Find the word "META" below. Copy each line that has it.

Start of TASK DATA

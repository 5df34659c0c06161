// Copyright (c) 2024-2025 R3BL LLC. Licensed under Apache License, Version 2.0.

use crossterm::event::{KeyCode, KeyEvent, KeyEventKind, KeyModifiers};

/// The keys the editor reacts to. Everything else collapses into [`EditorKey::Other`].
#[derive(Debug, Clone, Copy, PartialEq, Eq)]
pub enum EditorKey {
    Enter,
    Backspace,
    Delete,
    Left,
    Right,
    Up,
    Down,
    Char(char),
    Other,
}

/// A key press plus its modifier state.
#[derive(Debug, Clone, Copy, PartialEq, Eq)]
pub struct KeyInput {
    pub key: EditorKey,
    pub modifiers: KeyModifiers,
}

impl KeyInput {
    #[must_use]
    pub fn new(key: EditorKey, modifiers: KeyModifiers) -> Self { Self { key, modifiers } }

    #[must_use]
    pub fn plain(key: EditorKey) -> Self { Self::new(key, KeyModifiers::NONE) }

    #[must_use]
    pub fn ctrl(key: EditorKey) -> Self { Self::new(key, KeyModifiers::CONTROL) }

    #[must_use]
    pub fn alt(key: EditorKey) -> Self { Self::new(key, KeyModifiers::ALT) }

    /// Converts a crossterm key event. Release events are dropped, since the terminal
    /// only reports them when keyboard enhancement flags are on.
    #[must_use]
    pub fn from_key_event(event: KeyEvent) -> Option<Self> {
        if event.kind == KeyEventKind::Release {
            return None;
        }

        let key = match event.code {
            KeyCode::Enter => EditorKey::Enter,
            KeyCode::Backspace => EditorKey::Backspace,
            KeyCode::Delete => EditorKey::Delete,
            KeyCode::Left => EditorKey::Left,
            KeyCode::Right => EditorKey::Right,
            KeyCode::Up => EditorKey::Up,
            KeyCode::Down => EditorKey::Down,
            KeyCode::Char(ch) => EditorKey::Char(ch),
            _ => EditorKey::Other,
        };

        Some(Self::new(key, event.modifiers))
    }

    #[must_use]
    pub fn has_ctrl(&self) -> bool { self.modifiers.contains(KeyModifiers::CONTROL) }

    #[must_use]
    pub fn has_alt(&self) -> bool { self.modifiers.contains(KeyModifiers::ALT) }

    #[must_use]
    pub fn has_shift(&self) -> bool { self.modifiers.contains(KeyModifiers::SHIFT) }

    /// The macOS Command key. Terminals report it as either `SUPER` or `META`.
    #[must_use]
    pub fn has_cmd(&self) -> bool {
        self.modifiers
            .intersects(KeyModifiers::SUPER | KeyModifiers::META)
    }

    #[must_use]
    pub fn has_ctrl_or_cmd(&self) -> bool { self.has_ctrl() || self.has_cmd() }

    /// No modifier at all, Shift included.
    #[must_use]
    pub fn is_unmodified(&self) -> bool { self.modifiers.is_empty() }

    /// A char that should go into the buffer: not a control char, and no Ctrl, Alt or
    /// Cmd held. Shift is fine.
    #[must_use]
    pub fn printable_char(&self) -> Option<char> {
        match self.key {
            EditorKey::Char(ch)
                if !ch.is_control() && !self.has_ctrl() && !self.has_alt() && !self.has_cmd() =>
            {
                Some(ch)
            }
            _ => None,
        }
    }
}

End of TASK DATA

- OUTPUT FOR THIS EXERCISE
    /// The macOS Command key. Terminals report it as either `SUPER` or `META`.
            .intersects(KeyModifiers::SUPER | KeyModifiers::META)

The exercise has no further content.